* [Required work] Repeat exactly the lines from the start of the entries below through the line containing "the test run.". Omit the rest.

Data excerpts
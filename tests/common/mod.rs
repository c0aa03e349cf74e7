#![allow(dead_code)]

use std::{path::PathBuf, sync::Mutex};

use budget_insight::ledger::{Category, CategoryKind, Ledger, Transaction, TransactionKind};
use chrono::NaiveDate;
use once_cell::sync::Lazy;
use tempfile::TempDir;

/// Holds TempDir guards so temporary folders live for the duration of the test run.
static TEST_DIRS: Lazy<Mutex<Vec<TempDir>>> = Lazy::new(|| Mutex::new(Vec::new()));

/// Creates an isolated base directory for config tests.
pub fn temp_base_dir() -> PathBuf {
    let temp = TempDir::new().expect("create temp dir");
    let base = temp.path().to_path_buf();
    TEST_DIRS.lock().expect("lock temp dir registry").push(temp);
    base
}

pub fn date(y: i32, m: u32, d: u32) -> NaiveDate {
    NaiveDate::from_ymd_opt(y, m, d).expect("valid date")
}

/// Small builder over [`Ledger`] used by the integration suites.
pub struct LedgerBuilder {
    ledger: Ledger,
}

impl LedgerBuilder {
    pub fn new() -> Self {
        Self {
            ledger: Ledger::default(),
        }
    }

    pub fn seeded() -> Self {
        Self {
            ledger: Ledger::with_default_categories(),
        }
    }

    pub fn category(mut self, id: &str, kind: CategoryKind) -> Self {
        self.ledger.add_category(Category::new(id, id, kind));
        self
    }

    pub fn expense(self, category: &str, on: NaiveDate, amount: f64) -> Self {
        self.push(category, TransactionKind::Expense, &on.to_string(), amount, false)
    }

    pub fn essential(self, category: &str, on: NaiveDate, amount: f64) -> Self {
        self.push(category, TransactionKind::Expense, &on.to_string(), amount, true)
    }

    pub fn saving(self, category: &str, on: NaiveDate, amount: f64) -> Self {
        self.push(category, TransactionKind::Savings, &on.to_string(), amount, false)
    }

    pub fn raw(self, category: &str, raw_date: &str, amount: f64) -> Self {
        self.push(category, TransactionKind::Expense, raw_date, amount, false)
    }

    fn push(
        mut self,
        category: &str,
        kind: TransactionKind,
        raw_date: &str,
        amount: f64,
        essential: bool,
    ) -> Self {
        let reference = self
            .ledger
            .category(category)
            .unwrap_or_else(|| panic!("unknown category `{category}`"))
            .reference();
        let mut txn = Transaction::new(reference, kind, raw_date, amount);
        txn.is_essential = essential;
        self.ledger.add_transaction(txn);
        self
    }

    pub fn build(self) -> Ledger {
        self.ledger
    }
}
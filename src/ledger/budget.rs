use std::collections::BTreeMap;

use chrono::NaiveDate;
use serde::{Deserialize, Serialize};

/// Bucket keys produced by the fixed budgeting rules.
pub mod bucket {
    pub const NEEDS: &str = "needs";
    pub const WANTS: &str = "wants";
    pub const SAVINGS: &str = "savings";
    pub const EXPENSES: &str = "expenses";
    pub const DEBT_OR_DONATION: &str = "debt_or_donation";
}

/// Closed set of income-splitting policies.
#[derive(Debug, Clone, Default, Serialize, Deserialize, PartialEq)]
#[serde(tag = "name")]
pub enum BudgetRule {
    #[default]
    #[serde(rename = "50/30/20")]
    FiftyThirtyTwenty,
    #[serde(rename = "70/20/10")]
    SeventyTwentyTen,
    #[serde(rename = "15/65/20")]
    FifteenSixtyFiveTwenty,
    #[serde(rename = "custom")]
    Custom {
        #[serde(default)]
        allocations: Vec<CustomAllocation>,
    },
}

impl BudgetRule {
    pub fn custom(allocations: Vec<CustomAllocation>) -> Self {
        Self::Custom { allocations }
    }

    pub fn label(&self) -> &'static str {
        match self {
            BudgetRule::FiftyThirtyTwenty => "50/30/20",
            BudgetRule::SeventyTwentyTen => "70/20/10",
            BudgetRule::FifteenSixtyFiveTwenty => "15/65/20",
            BudgetRule::Custom { .. } => "custom",
        }
    }

    /// Fixed `(bucket, fraction)` splits; `None` for a custom rule.
    pub fn fixed_split(&self) -> Option<&'static [(&'static str, f64)]> {
        match self {
            BudgetRule::FiftyThirtyTwenty => Some(&[
                (bucket::NEEDS, 0.50),
                (bucket::WANTS, 0.30),
                (bucket::SAVINGS, 0.20),
            ]),
            BudgetRule::SeventyTwentyTen => Some(&[
                (bucket::EXPENSES, 0.70),
                (bucket::SAVINGS, 0.20),
                (bucket::DEBT_OR_DONATION, 0.10),
            ]),
            BudgetRule::FifteenSixtyFiveTwenty => Some(&[
                (bucket::WANTS, 0.15),
                (bucket::NEEDS, 0.65),
                (bucket::SAVINGS, 0.20),
            ]),
            BudgetRule::Custom { .. } => None,
        }
    }
}

#[derive(Debug, Clone, Serialize, Deserialize, PartialEq)]
pub struct CustomAllocation {
    pub category_id: String,
    /// Share of monthly income, 0-100.
    pub percentage: f64,
}

impl CustomAllocation {
    pub fn new(category_id: impl Into<String>, percentage: f64) -> Self {
        Self {
            category_id: category_id.into(),
            percentage,
        }
    }
}

#[derive(Debug, Clone, Serialize, Deserialize, PartialEq)]
pub struct SavingsGoal {
    pub target: f64,
    pub deadline: NaiveDate,
    #[serde(default)]
    pub current_amount: f64,
}

/// User budgeting preferences; always read as the latest snapshot.
#[derive(Debug, Clone, Serialize, Deserialize, PartialEq, Default)]
pub struct BudgetConfig {
    pub rule: BudgetRule,
    pub monthly_income: f64,
    #[serde(default, skip_serializing_if = "Option::is_none")]
    pub savings_goal: Option<SavingsGoal>,
}

impl BudgetConfig {
    pub fn new(rule: BudgetRule, monthly_income: f64) -> Self {
        Self {
            rule,
            monthly_income,
            savings_goal: None,
        }
    }

    pub fn with_savings_goal(mut self, goal: SavingsGoal) -> Self {
        self.savings_goal = Some(goal);
        self
    }

    /// Income clamped to a usable non-negative value.
    pub fn effective_income(&self) -> f64 {
        if self.monthly_income.is_finite() && self.monthly_income > 0.0 {
            self.monthly_income
        } else {
            0.0
        }
    }

    pub fn current_savings(&self) -> f64 {
        self.savings_goal
            .as_ref()
            .map(|goal| goal.current_amount)
            .filter(|amount| amount.is_finite())
            .unwrap_or(0.0)
    }
}

/// Target amounts keyed by bucket name (fixed rules) or category id (custom rule).
#[derive(Debug, Clone, Serialize, Deserialize, PartialEq, Default)]
pub struct Allocation {
    pub rule: String,
    pub targets: BTreeMap<String, f64>,
}

impl Allocation {
    pub fn get(&self, key: &str) -> Option<f64> {
        self.targets.get(key).copied()
    }

    pub fn savings(&self) -> Option<f64> {
        self.get(bucket::SAVINGS)
    }

    pub fn total(&self) -> f64 {
        self.targets.values().sum()
    }

    pub fn is_empty(&self) -> bool {
        self.targets.is_empty()
    }
}

#[cfg(test)]
mod tests {
    use super::*;

    #[test]
    fn rules_deserialize_from_named_tags() {
        let config: BudgetConfig =
            serde_json::from_str(r#"{"rule":{"name":"70/20/10"},"monthly_income":4000}"#)
                .unwrap();
        assert_eq!(config.rule, BudgetRule::SeventyTwentyTen);
        assert!(config.savings_goal.is_none());
    }

    #[test]
    fn custom_rule_without_list_deserializes_empty() {
        let config: BudgetConfig =
            serde_json::from_str(r#"{"rule":{"name":"custom"},"monthly_income":3000}"#).unwrap();
        assert_eq!(config.rule, BudgetRule::custom(Vec::new()));
        assert_eq!(config.rule.label(), "custom");
        assert!(config.rule.fixed_split().is_none());
    }

    #[test]
    fn default_rule_is_fifty_thirty_twenty() {
        assert_eq!(BudgetRule::default(), BudgetRule::FiftyThirtyTwenty);
        assert_eq!(BudgetConfig::default().rule.label(), "50/30/20");
    }

    #[test]
    fn fixed_splits_cover_whole_income() {
        for rule in [
            BudgetRule::FiftyThirtyTwenty,
            BudgetRule::SeventyTwentyTen,
            BudgetRule::FifteenSixtyFiveTwenty,
        ] {
            let total: f64 = rule.fixed_split().unwrap().iter().map(|(_, f)| f).sum();
            assert!((total - 1.0).abs() < 1e-12, "{} sums to {total}", rule.label());
        }
    }

    #[test]
    fn effective_income_ignores_negative_values() {
        let mut config = BudgetConfig::new(BudgetRule::default(), -10.0);
        assert_eq!(config.effective_income(), 0.0);
        config.monthly_income = f64::INFINITY;
        assert_eq!(config.effective_income(), 0.0);
        config.monthly_income = 2500.0;
        assert_eq!(config.effective_income(), 2500.0);
        assert_eq!(config.current_savings(), 0.0);
    }
}
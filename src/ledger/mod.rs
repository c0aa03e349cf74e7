//! Ledger domain models consumed by the insight engine.

pub mod budget;
pub mod category;
#[allow(clippy::module_inception)]
pub mod ledger;
pub mod period;
pub mod time_interval;
pub mod transaction;

pub use budget::{Allocation, BudgetConfig, BudgetRule, CustomAllocation, SavingsGoal};
pub use category::{default_categories, Category, CategoryKind, CategoryRef};
pub use ledger::Ledger;
pub use period::MonthWindow;
pub use time_interval::{TimeInterval, TimeUnit};
pub use transaction::{Recurrence, Transaction, TransactionKind};
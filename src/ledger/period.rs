use chrono::{Datelike, NaiveDate};
use serde::{Deserialize, Serialize};

use super::time_interval::{days_in_month, shift_month};

/// Inclusive calendar-month window used for every monthly aggregate.
#[derive(Debug, Clone, Copy, Serialize, Deserialize, PartialEq, Eq, Hash)]
pub struct MonthWindow {
    pub start: NaiveDate,
    pub end: NaiveDate,
}

impl MonthWindow {
    /// Returns the window covering the calendar month that contains `anchor`.
    pub fn containing(anchor: NaiveDate) -> Self {
        let start = anchor.with_day(1).unwrap_or(anchor);
        let last_day = days_in_month(anchor.year(), anchor.month());
        let end = anchor.with_day(last_day).unwrap_or(anchor);
        Self { start, end }
    }

    /// Both ends are inclusive.
    pub fn contains(&self, date: NaiveDate) -> bool {
        date >= self.start && date <= self.end
    }

    /// The full calendar month before this one.
    pub fn previous(&self) -> Self {
        Self::containing(shift_month(self.start, -1))
    }

    pub fn next(&self) -> Self {
        Self::containing(shift_month(self.start, 1))
    }

    pub fn label(&self) -> String {
        self.start.format("%Y-%m").to_string()
    }
}

#[cfg(test)]
mod tests {
    use super::*;

    fn date(y: i32, m: u32, d: u32) -> NaiveDate {
        NaiveDate::from_ymd_opt(y, m, d).unwrap()
    }

    #[test]
    fn containing_spans_whole_month() {
        let window = MonthWindow::containing(date(2024, 2, 17));
        assert_eq!(window.start, date(2024, 2, 1));
        assert_eq!(window.end, date(2024, 2, 29));
        assert!(window.contains(date(2024, 2, 1)));
        assert!(window.contains(date(2024, 2, 29)));
        assert!(!window.contains(date(2024, 3, 1)));
        assert!(!window.contains(date(2024, 1, 31)));
    }

    #[test]
    fn previous_from_month_end_is_full_prior_month() {
        let march = MonthWindow::containing(date(2023, 3, 31));
        let february = march.previous();
        assert_eq!(february.start, date(2023, 2, 1));
        assert_eq!(february.end, date(2023, 2, 28));
    }

    #[test]
    fn january_rolls_back_into_december() {
        let january = MonthWindow::containing(date(2025, 1, 5));
        let december = january.previous();
        assert_eq!(december.label(), "2024-12");
        assert_eq!(december.next(), january);
    }
}
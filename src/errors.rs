use thiserror::Error;

/// Error type that captures configuration and validation failures.
#[derive(Debug, Error)]
pub enum EngineError {
    #[error("IO error: {0}")]
    Io(#[from] std::io::Error),
    #[error("Serialization error: {0}")]
    Serde(#[from] serde_json::Error),
    #[error("Invalid input: {0}")]
    InvalidInput(String),
}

* [Answer space]
filename tests/common/mod.rs
repository c0aa03e349cf74e7
#![allow(dead_code)]

use std::{path::PathBuf, sync::Mutex};

use budget_insight::ledger::{Category, CategoryKind, Ledger, Transaction, TransactionKind};
use chrono::NaiveDate;
use once_cell::sync::Lazy;
use tempfile::TempDir;

/// Holds TempDir guards so temporary folders live for the duration of the test run.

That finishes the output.